Social networking or book blogs? Read on to catch the action. PRADEEP SEBSTIAN


“The Bookaholic Blogger’or“Bookish Blogs” or“The Literary Blogsphere”Facebook or book blogs? Take your pick. For me, it’s no contest: the bookish blog goes where Facebook dares not. The literary blogsphere is made up of blogs by writers (where an author such as Jeanette Winterson will confess to throwing rubber paperweights at her cats when stuck for a word) literary magazines, publishers, and reader’s blogs (where all the interactive action happens). The reader’s blog (that is, a blog by you or me) seems to me a more public version of the marginalia we make in books – scribbles on the side of the page about what we feel.

That’s where the true action is: a community of readers blogging about what they’re reading that week. Did I just write reading? Change that to reviewing. It’s changed the insular world of book reviewing. The reader’s blog now decides what’s worth reading. Since the blogger doesn’t have to go through editors or publishers, a wide range of books are discussed. It also means there’s no quality control on the writing, and there’s no guarantee that a book a blogger recommends is worth your trouble. But, as most blog readers will tell you, many a time blogs by general readers and journalists seem more interesting than those by professional critics and writers. There are now hundreds of book blogs now, constantly shifting shape. To help us navigate the literary blogsphere comes a timely book, “The Bookaholics Guide to Book Blogs” by Rebecca Gillieron and Catheryn Kilgarriff. The book is a fine attempt at, shall I say, blogroll? A handy overview of the best blogs out there. It disappoints us by not mentioning book blogs from India.
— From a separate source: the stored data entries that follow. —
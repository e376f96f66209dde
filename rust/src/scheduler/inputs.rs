//! Building scheduler input from a resolved pathway or a student's plan.

use rustc_hash::FxHashSet;

use crate::catalog::Catalog;
use crate::graph::DependencyGraph;
use crate::models::{PathwayNode, SatisfiedSet};

use super::core::ScheduleUnit;

/// One schedule unit per pathway step, depending on its chosen prerequisites.
pub fn units_from_pathway(pathway: &[PathwayNode], catalog: &Catalog) -> Vec<ScheduleUnit> {
    let on_pathway: FxHashSet<&str> = pathway.iter().map(|node| node.code.as_str()).collect();
    pathway
        .iter()
        .map(|node| ScheduleUnit {
            code: node.code.clone(),
            depends_on: node
                .prerequisites
                .iter()
                .filter(|code| on_pathway.contains(code.as_str()))
                .cloned()
                .collect(),
            offered_periods: catalog
                .get(&node.code)
                .map(|unit| unit.offered_periods())
                .unwrap_or_default(),
        })
        .collect()
}

/// Schedule units for a full plan.
///
/// Keeps the caller's order, drops repeats and anything in `completed`.
/// Dependencies are the unit's catalog prerequisites that are also planned;
/// corequisites never force an ordering.
pub fn units_from_plan(
    planned: &[String],
    completed: &SatisfiedSet,
    catalog: &Catalog,
    graph: &DependencyGraph,
) -> Vec<ScheduleUnit> {
    let mut seen: FxHashSet<&str> = FxHashSet::default();
    let codes: Vec<&str> = planned
        .iter()
        .map(String::as_str)
        .filter(|code| !completed.contains(*code))
        .filter(|code| seen.insert(*code))
        .collect();
    let in_plan: FxHashSet<&str> = codes.iter().copied().collect();

    codes
        .iter()
        .map(|&code| ScheduleUnit {
            code: code.to_string(),
            depends_on: graph
                .node(code)
                .map(|node| {
                    node.prerequisites
                        .iter()
                        .filter(|p| in_plan.contains(p.as_str()))
                        .cloned()
                        .collect()
                })
                .unwrap_or_default(),
            offered_periods: catalog
                .get(code)
                .map(|unit| unit.offered_periods())
                .unwrap_or_default(),
        })
        .collect()
}
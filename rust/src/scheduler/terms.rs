//! Teaching period sequencing.

use chrono::{Datelike, NaiveDate};

use crate::config::TermCycle;
use crate::models::{Period, Semester};

impl TermCycle {
    /// Periods visited by this cycle, in calendar order within a year.
    pub fn periods(&self) -> &'static [Period] {
        match self {
            TermCycle::Standard => &[Period::S1, Period::S2],
            TermCycle::WithIntensive => &[Period::Summer, Period::S1, Period::Winter, Period::S2],
        }
    }

    /// The teaching period after `current`.
    ///
    /// Standard: S1 -> S2 -> S1 of the next year; a Summer or Winter start
    /// rejoins at S1 or S2 of the same year. WithIntensive: Summer -> S1 ->
    /// Winter -> S2 -> Summer of the next year.
    pub fn next(&self, current: Semester) -> Semester {
        let Semester { year, period } = current;
        match (self, period) {
            (TermCycle::Standard, Period::S1) => Semester::new(year, Period::S2),
            (TermCycle::Standard, Period::S2) => Semester::new(year + 1, Period::S1),
            (TermCycle::Standard, Period::Summer) => Semester::new(year, Period::S1),
            (TermCycle::Standard, Period::Winter) => Semester::new(year, Period::S2),
            (TermCycle::WithIntensive, Period::Summer) => Semester::new(year, Period::S1),
            (TermCycle::WithIntensive, Period::S1) => Semester::new(year, Period::Winter),
            (TermCycle::WithIntensive, Period::Winter) => Semester::new(year, Period::S2),
            (TermCycle::WithIntensive, Period::S2) => Semester::new(year + 1, Period::Summer),
        }
    }
}

impl Semester {
    /// First standard semester a student could still start on `date`.
    ///
    /// Before March: S1 of that year. Before August: S2. Otherwise S1 of the
    /// following year.
    pub fn starting_after(date: NaiveDate) -> Self {
        match date.month() {
            1..=2 => Semester::new(date.year(), Period::S1),
            3..=7 => Semester::new(date.year(), Period::S2),
            _ => Semester::new(date.year() + 1, Period::S1),
        }
    }

    /// This semester if it is S1 or S2, otherwise the next standard one
    /// (Summer -> S1, Winter -> S2 of the same year).
    pub fn standard_start(self) -> Self {
        match self.period {
            Period::S1 | Period::S2 => self,
            Period::Summer | Period::Winter => TermCycle::Standard.next(self),
        }
    }
}
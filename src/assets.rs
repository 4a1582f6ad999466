//! Startup retrieval of the baseline dataset and the sticker catalog.
//!
//! Both are optional: a missing or broken asset is logged and replaced by an
//! empty result so the session still starts.

use std::collections::HashMap;
use std::path::PathBuf;

use thiserror::Error;

use crate::format::{FormatError, RecordSet, parse_baseline};

/// Errors from fetching or decoding an asset.
#[derive(Debug, Error)]
pub enum AssetError {
    #[error("I/O error reading '{path}': {source}")]
    Io {
        path: String,
        #[source]
        source: std::io::Error,
    },

    #[error("Asset not found: {0}")]
    NotFound(String),

    #[error("Invalid JSON: {0}")]
    Json(#[from] serde_json::Error),

    #[error(transparent)]
    Format(#[from] FormatError),
}

/// Somewhere assets can be fetched from by relative path.
pub trait AssetSource {
    fn fetch_text(&self, path: &str) -> Result<String, AssetError>;
}

/// Assets served from a local directory.
#[derive(Debug, Clone)]
pub struct DirectorySource {
    root: PathBuf,
}

impl DirectorySource {
    pub fn new(root: impl Into<PathBuf>) -> Self {
        Self { root: root.into() }
    }
}

impl AssetSource for DirectorySource {
    fn fetch_text(&self, path: &str) -> Result<String, AssetError> {
        let full = self.root.join(path);
        std::fs::read_to_string(&full).map_err(|source| {
            if source.kind() == std::io::ErrorKind::NotFound {
                AssetError::NotFound(full.display().to_string())
            } else {
                AssetError::Io {
                    path: full.display().to_string(),
                    source,
                }
            }
        })
    }
}

/// Assets held in memory, keyed by path.
#[derive(Debug, Clone, Default)]
pub struct MemorySource {
    files: HashMap<String, String>,
}

impl MemorySource {
    pub fn new() -> Self {
        Self::default()
    }

    pub fn with_file(mut self, path: impl Into<String>, contents: impl Into<String>) -> Self {
        self.files.insert(path.into(), contents.into());
        self
    }
}

impl AssetSource for MemorySource {
    fn fetch_text(&self, path: &str) -> Result<String, AssetError> {
        self.files
            .get(path)
            .cloned()
            .ok_or_else(|| AssetError::NotFound(path.to_string()))
    }
}

/// Sorted list of known sticker file names.
#[derive(Debug, Clone, Default, PartialEq, Eq)]
pub struct StickerCatalog {
    names: Vec<String>,
}

impl StickerCatalog {
    pub fn new(names: impl IntoIterator<Item = String>) -> Self {
        let mut names: Vec<String> = names.into_iter().collect();
        names.sort();
        names.dedup();
        Self { names }
    }

    pub fn names(&self) -> &[String] {
        &self.names
    }

    pub fn contains(&self, name: &str) -> bool {
        self.names.binary_search_by(|n| n.as_str().cmp(name)).is_ok()
    }

    pub fn is_empty(&self) -> bool {
        self.names.is_empty()
    }

    pub fn len(&self) -> usize {
        self.names.len()
    }
}

fn try_load_baseline(source: &dyn AssetSource, path: &str) -> Result<RecordSet, AssetError> {
    let text = source.fetch_text(path)?;
    Ok(parse_baseline(&text)?)
}

fn try_load_stickers(source: &dyn AssetSource, path: &str) -> Result<StickerCatalog, AssetError> {
    let text = source.fetch_text(path)?;
    let names: Vec<String> = serde_json::from_str(&text)?;
    Ok(StickerCatalog::new(names))
}

/// Fetch and parse the baseline dataset. Failures yield an empty set.
pub fn load_baseline(source: &dyn AssetSource, path: &str) -> RecordSet {
    match try_load_baseline(source, path) {
        Ok(records) => {
            log::info!(
                "Loaded baseline '{}': {} markers, {} zones",
                path,
                records.markers.len(),
                records.zones.len()
            );
            records
        }
        Err(e) => {
            log::warn!("Baseline unavailable, starting without presets: {}", e);
            RecordSet::default()
        }
    }
}

/// Fetch the sticker catalog. Failures yield an empty catalog.
pub fn load_sticker_catalog(source: &dyn AssetSource, path: &str) -> StickerCatalog {
    match try_load_stickers(source, path) {
        Ok(catalog) => {
            log::info!("Loaded {} stickers from '{}'", catalog.len(), path);
            catalog
        }
        Err(e) => {
            log::warn!("Sticker catalog unavailable: {}", e);
            StickerCatalog::default()
        }
    }
}
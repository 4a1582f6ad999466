//! The always-present radius overlay.
//!
//! A draggable center with two concentric rings of fixed diameter. The rings
//! move only as a pair with the center; each ring's visibility toggles on its
//! own.

use crate::constants::RING_DIAMETERS;
use crate::geometry::snap;
use crate::model::Point;

/// One ring of the overlay.
#[derive(Debug, Clone, Copy, PartialEq)]
pub struct Ring {
    /// Diameter in world units.
    pub diameter: f64,
    pub visible: bool,
}

impl Ring {
    /// Radius in map coordinates under the given scale.
    pub fn radius(&self, pixels_per_unit: f64) -> f64 {
        self.diameter / 2.0 * pixels_per_unit
    }
}

/// Center plus exactly two rings.
#[derive(Debug, Clone, Copy, PartialEq)]
pub struct RadiusOverlay {
    pub center: Point,
    pub rings: [Ring; 2],
}

impl RadiusOverlay {
    pub fn new(center: Point) -> Self {
        Self {
            center,
            rings: RING_DIAMETERS.map(|diameter| Ring {
                diameter,
                visible: true,
            }),
        }
    }
}

/// Session-wide controller of the single overlay instance.
#[derive(Debug, Clone)]
pub struct RadiusOverlayController {
    overlay: RadiusOverlay,
}

impl RadiusOverlayController {
    /// Create the overlay at `center`, normally the viewport center or the
    /// saved position.
    pub fn new(center: Point) -> Self {
        Self {
            overlay: RadiusOverlay::new(center),
        }
    }

    pub fn overlay(&self) -> &RadiusOverlay {
        &self.overlay
    }

    pub fn center(&self) -> Point {
        self.overlay.center
    }

    /// Move the overlay to `point` as given.
    pub fn recenter(&mut self, point: Point) {
        self.overlay.center = point;
        log::debug!("Overlay: recentered at ({:.1}, {:.1})", point.lat, point.lng);
    }

    /// Finish a drag of the center marker: snap the drop point and move there.
    /// Returns the snapped center.
    pub fn drag_end(&mut self, point: Point, grid_size: f64, snap_enabled: bool) -> Point {
        let snapped = snap(point, grid_size, snap_enabled);
        self.recenter(snapped);
        snapped
    }

    /// Flip the visibility of ring `index` (0 = inner, 1 = outer).
    /// Returns the new visibility, or `None` for an out-of-range index.
    pub fn toggle_ring(&mut self, index: usize) -> Option<bool> {
        let ring = self.overlay.rings.get_mut(index)?;
        ring.visible = !ring.visible;
        log::debug!("Overlay: ring {} visible = {}", index, ring.visible);
        Some(ring.visible)
    }
}
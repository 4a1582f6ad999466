//! Record documents for the baseline dataset, imports, and exports.
//!
//! All documents share one loose record schema (see [`records`]). Two input
//! shapes are accepted everywhere: a bare marker array, or an object with
//! `markers` and optional `zones`.
//!
//! ## Usage
//!
//! ```rust,ignore
//! use mapnote::format::{parse_import, ExportDocument};
//!
//! let records = parse_import(&json)?;
//! let (summary, _) = store.apply_import(&records);
//! ```

mod document;
mod error;
pub mod records;

#[cfg(test)]
mod tests;

pub use document::{
    ExportDocument, RecordSet, UserExportDocument, parse_baseline, parse_import, parse_records,
};
pub use error::FormatError;
pub use records::{MarkerRecord, PointRecord, ZoneRecord};
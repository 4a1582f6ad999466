//! Tests for import parsing.

use crate::format::{FormatError, parse_import};

#[test]
fn test_import_keeps_only_custom_kinds() {
    let records = parse_import(
        r##"[
            {"id": "b", "type": "bench", "lat": 0, "lng": 0},
            {"id": "c", "type": "circle", "color": "#00f", "lat": 1, "lng": 1},
            {"id": "s", "type": "sprite", "sprite": "dog.png", "lat": 2, "lng": 2},
            {"id": "e", "type": "elevator", "lat": 3, "lng": 3}
        ]"##,
    )
    .unwrap();
    let ids: Vec<String> = records.markers.iter().filter_map(|m| m.id_string()).collect();
    assert_eq!(ids, vec!["c", "s"]);
}

#[test]
fn test_import_untyped_records_are_benches_and_dropped() {
    let records = parse_import(r#"{"markers": [{"lat": 1, "lng": 2}]}"#).unwrap();
    assert!(records.markers.is_empty());
}

#[test]
fn test_import_wrong_markers_type_is_rejected() {
    let err = parse_import(r#"{"markers": "nope"}"#).unwrap_err();
    assert!(matches!(err, FormatError::InvalidStructure { .. }));
}

#[test]
fn test_import_malformed_json_is_rejected() {
    let err = parse_import("{\"markers\": [").unwrap_err();
    assert!(matches!(err, FormatError::Json(_)));
}

#[test]
fn test_import_string_document_is_rejected() {
    let err = parse_import("\"markers\"").unwrap_err();
    assert!(matches!(err, FormatError::InvalidStructure { .. }));
}
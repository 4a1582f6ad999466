//! The durable record.

use std::fmt;
use std::str::FromStr;

use serde::{Deserialize, Serialize};

use crate::format::{MarkerRecord, ZoneRecord};
use crate::model::Point;

/// Everything that survives a reload, written as one JSON document.
///
/// Marker lists carry the lock flag. `zones` is `None` until zones have been
/// saved once; a record without zones falls back to the baseline zones.
#[derive(Debug, Clone, Default, PartialEq, Serialize, Deserialize)]
#[serde(rename_all = "camelCase")]
pub struct PersistedState {
    #[serde(default)]
    pub user_markers: Vec<MarkerRecord>,

    #[serde(default)]
    pub preset_markers: Vec<MarkerRecord>,

    #[serde(default, skip_serializing_if = "Option::is_none")]
    pub zones: Option<Vec<ZoneRecord>>,

    /// Circle and sprite user markers, also tracked for the user export.
    #[serde(default)]
    pub custom_markers: Vec<MarkerRecord>,

    #[serde(default, skip_serializing_if = "Option::is_none")]
    pub snap_enabled: Option<bool>,

    #[serde(default, skip_serializing_if = "Option::is_none")]
    pub grid_size: Option<f64>,

    #[serde(default, skip_serializing_if = "Option::is_none")]
    pub radius_overlay_center: Option<Point>,
}

impl PersistedState {
    pub fn to_json(&self) -> Result<String, serde_json::Error> {
        serde_json::to_string(self)
    }

    pub fn from_json(json: &str) -> Result<Self, serde_json::Error> {
        serde_json::from_str(json)
    }

    /// Drop what `scope` resets. Settings and the overlay position are kept.
    pub fn clear(&mut self, scope: ResetScope) {
        self.user_markers.clear();
        self.custom_markers.clear();
        if scope == ResetScope::All {
            self.preset_markers.clear();
            self.zones = None;
        }
    }
}

/// How much user-authored state a reset discards.
#[derive(Debug, Clone, Copy, PartialEq, Eq, Default)]
pub enum ResetScope {
    /// User markers and custom markers.
    #[default]
    User,
    /// Additionally preset edits and saved zones.
    All,
}

impl FromStr for ResetScope {
    type Err = String;

    fn from_str(s: &str) -> Result<Self, Self::Err> {
        match s.to_ascii_lowercase().as_str() {
            "user" | "users" => Ok(ResetScope::User),
            "all" => Ok(ResetScope::All),
            other => Err(format!("unknown reset scope '{}'", other)),
        }
    }
}

impl fmt::Display for ResetScope {
    fn fmt(&self, f: &mut fmt::Formatter<'_>) -> fmt::Result {
        f.write_str(match self {
            ResetScope::User => "user",
            ResetScope::All => "all",
        })
    }
}
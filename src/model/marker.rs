//! Marker types: kinds, provenance, and inspector patches.

use serde::{Deserialize, Serialize};

use super::Point;
use crate::constants::DEFAULT_CIRCLE_COLOR;

/// Where a marker came from.
#[derive(Debug, Clone, Copy, PartialEq, Eq, Hash, Serialize, Deserialize)]
#[serde(rename_all = "lowercase")]
pub enum MarkerSource {
    /// Shipped with the baseline dataset (possibly edited since).
    Preset,
    /// Authored locally.
    User,
}

impl MarkerSource {
    /// Prefix used when generating fresh ids.
    pub fn id_prefix(&self) -> &'static str {
        match self {
            MarkerSource::Preset => "preset",
            MarkerSource::User => "user",
        }
    }
}

/// The closed set of marker kinds.
///
/// Kind-specific payload lives on the variant, so a circle always has a color,
/// a sprite always has a sticker name, and no other kind has either.
#[derive(Debug, Clone, PartialEq, Eq, Hash)]
pub enum MarkerKind {
    Bench,
    Ladder,
    Elevator,
    Circle { color: String },
    Sprite { name: String },
}

impl MarkerKind {
    /// Type name as written in the record schema.
    pub fn type_name(&self) -> &'static str {
        match self {
            MarkerKind::Bench => "bench",
            MarkerKind::Ladder => "ladder",
            MarkerKind::Elevator => "elevator",
            MarkerKind::Circle { .. } => "circle",
            MarkerKind::Sprite { .. } => "sprite",
        }
    }

    /// Resolve a schema type name plus optional payload into a kind.
    ///
    /// Unknown or missing types fall back to a bench. A sprite without a
    /// sticker name degrades to a default-colored circle.
    pub fn from_parts(type_name: Option<&str>, color: Option<&str>, sprite: Option<&str>) -> Self {
        let type_name = type_name.map(|t| t.trim().to_ascii_lowercase());
        match type_name.as_deref() {
            Some("ladder") => MarkerKind::Ladder,
            Some("elevator") => MarkerKind::Elevator,
            Some("circle") => MarkerKind::circle(color),
            Some("sprite") => match sprite.map(str::trim).filter(|s| !s.is_empty()) {
                Some(name) => MarkerKind::Sprite {
                    name: name.to_string(),
                },
                None => MarkerKind::circle(None),
            },
            _ => MarkerKind::Bench,
        }
    }

    fn circle(color: Option<&str>) -> Self {
        let color = color
            .map(str::trim)
            .filter(|c| !c.is_empty())
            .unwrap_or(DEFAULT_CIRCLE_COLOR);
        MarkerKind::Circle {
            color: color.to_string(),
        }
    }

    /// Circle and sprite markers are the user's custom annotations.
    pub fn is_custom(&self) -> bool {
        matches!(self, MarkerKind::Circle { .. } | MarkerKind::Sprite { .. })
    }

    pub fn color(&self) -> Option<&str> {
        match self {
            MarkerKind::Circle { color } => Some(color),
            _ => None,
        }
    }

    pub fn sprite_name(&self) -> Option<&str> {
        match self {
            MarkerKind::Sprite { name } => Some(name),
            _ => None,
        }
    }

    /// Label used when a marker has none: the capitalized type, or the
    /// sticker's file stem for sprites.
    pub fn default_label(&self) -> String {
        match self {
            MarkerKind::Bench => "Bench".to_string(),
            MarkerKind::Ladder => "Ladder".to_string(),
            MarkerKind::Elevator => "Elevator".to_string(),
            MarkerKind::Circle { .. } => "Circle".to_string(),
            MarkerKind::Sprite { name } => sticker_stem(name).to_string(),
        }
    }
}

/// Strip directories and the extension from a sticker file name.
fn sticker_stem(name: &str) -> &str {
    let file = name.rsplit('/').next().unwrap_or(name);
    match file.rfind('.') {
        Some(0) | None => file,
        Some(dot) => &file[..dot],
    }
}

/// A typed point marker.
#[derive(Debug, Clone, PartialEq)]
pub struct Marker {
    pub id: String,
    pub kind: MarkerKind,
    pub source: MarkerSource,
    /// Never empty.
    pub label: String,
    pub position: Point,
    pub locked: bool,
}

impl Marker {
    /// Create an unlocked marker with the kind's default label.
    pub fn new(id: impl Into<String>, kind: MarkerKind, source: MarkerSource, position: Point) -> Self {
        let label = kind.default_label();
        Self {
            id: id.into(),
            kind,
            source,
            label,
            position,
            locked: false,
        }
    }

    pub fn with_label(mut self, label: impl Into<String>) -> Self {
        self.set_label(label.into());
        self
    }

    pub fn is_preset(&self) -> bool {
        self.source == MarkerSource::Preset
    }

    /// Set the label, falling back to the kind's default when blank.
    pub fn set_label(&mut self, label: String) {
        let trimmed = label.trim();
        self.label = if trimmed.is_empty() {
            self.kind.default_label()
        } else {
            trimmed.to_string()
        };
    }

    /// Apply an inspector patch. Payload fields that do not fit the kind are ignored.
    pub fn apply(&mut self, patch: &MarkerPatch) {
        if let Some(position) = patch.position {
            self.position = position;
        }
        if let Some(color) = &patch.color {
            if let MarkerKind::Circle { color: current } = &mut self.kind {
                if !color.trim().is_empty() {
                    *current = color.trim().to_string();
                }
            }
        }
        if let Some(sprite) = &patch.sprite {
            if let MarkerKind::Sprite { name } = &mut self.kind {
                if !sprite.trim().is_empty() {
                    *name = sprite.trim().to_string();
                }
            }
        }
        if let Some(label) = &patch.label {
            self.set_label(label.clone());
        }
        if let Some(locked) = patch.locked {
            self.locked = locked;
        }
    }
}

/// Partial update of a marker, as produced by drag ends and the inspector.
#[derive(Debug, Clone, Default, PartialEq)]
pub struct MarkerPatch {
    pub label: Option<String>,
    pub position: Option<Point>,
    pub color: Option<String>,
    pub sprite: Option<String>,
    pub locked: Option<bool>,
}

impl MarkerPatch {
    pub fn position(position: Point) -> Self {
        Self {
            position: Some(position),
            ..Self::default()
        }
    }

    pub fn label(label: impl Into<String>) -> Self {
        Self {
            label: Some(label.into()),
            ..Self::default()
        }
    }

    pub fn locked(locked: bool) -> Self {
        Self {
            locked: Some(locked),
            ..Self::default()
        }
    }

    /// True when the patch touches nothing but the lock flag.
    pub fn only_changes_lock(&self) -> bool {
        self.locked.is_some()
            && self.label.is_none()
            && self.position.is_none()
            && self.color.is_none()
            && self.sprite.is_none()
    }
}

/// What the Adding mode places on click.
#[derive(Debug, Clone, PartialEq, Eq)]
pub enum AddTool {
    Bench,
    Ladder,
    Elevator,
    Circle { color: String },
    Sprite { name: String },
}

impl Default for AddTool {
    fn default() -> Self {
        AddTool::Circle {
            color: DEFAULT_CIRCLE_COLOR.to_string(),
        }
    }
}

impl AddTool {
    /// The marker kind this tool produces.
    pub fn kind(&self) -> MarkerKind {
        match self {
            AddTool::Bench => MarkerKind::Bench,
            AddTool::Ladder => MarkerKind::Ladder,
            AddTool::Elevator => MarkerKind::Elevator,
            AddTool::Circle { color } => MarkerKind::circle(Some(color)),
            AddTool::Sprite { name } => MarkerKind::Sprite { name: name.clone() },
        }
    }

    /// Circle and sprite placements are user annotations; the fixed-asset
    /// kinds extend the preset set.
    pub fn source(&self) -> MarkerSource {
        if self.kind().is_custom() {
            MarkerSource::User
        } else {
            MarkerSource::Preset
        }
    }
}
I’d like to mention a few noteworthy Indian bloggers. The writer Amitava Kumar’s literary blog, for instance, is consistently interesting for the way it blends culture, politics and art with literature. The layout is easy on the eyes and the accompanying images are always striking. The other notable Indian blogs I’d include are: Kitabkhana, Sepia Mutiny, Amardeep Singh, India Uncut, and Indian Writing. There are several more, but I’ll let you discover them on your own. Part of the great fun of reading blogs is how one blog opens out to another. The U.K. and U.S. blogs/weblogs/literary forums are more comprehensively represented in the Guide, staring with the best-known ones (Maud Newton, Booklust, Bookslut, Bookninja, Literary Saloon, Salon, Jeanette Winterson, Toby Litt, Galley Cat) and moving on to more obscure but noteworthy blogs. The Guide quotes chunks of blog text to showcase the style and concerns of a particular blogger. It shows you how, even though there are myriad blogs competing for your attention, you can use the book to locate the exact blog(s) that will appeal to you. The best bloggers, according to the editors, “are the ones who have no motive other than to share their love of books with other readers”.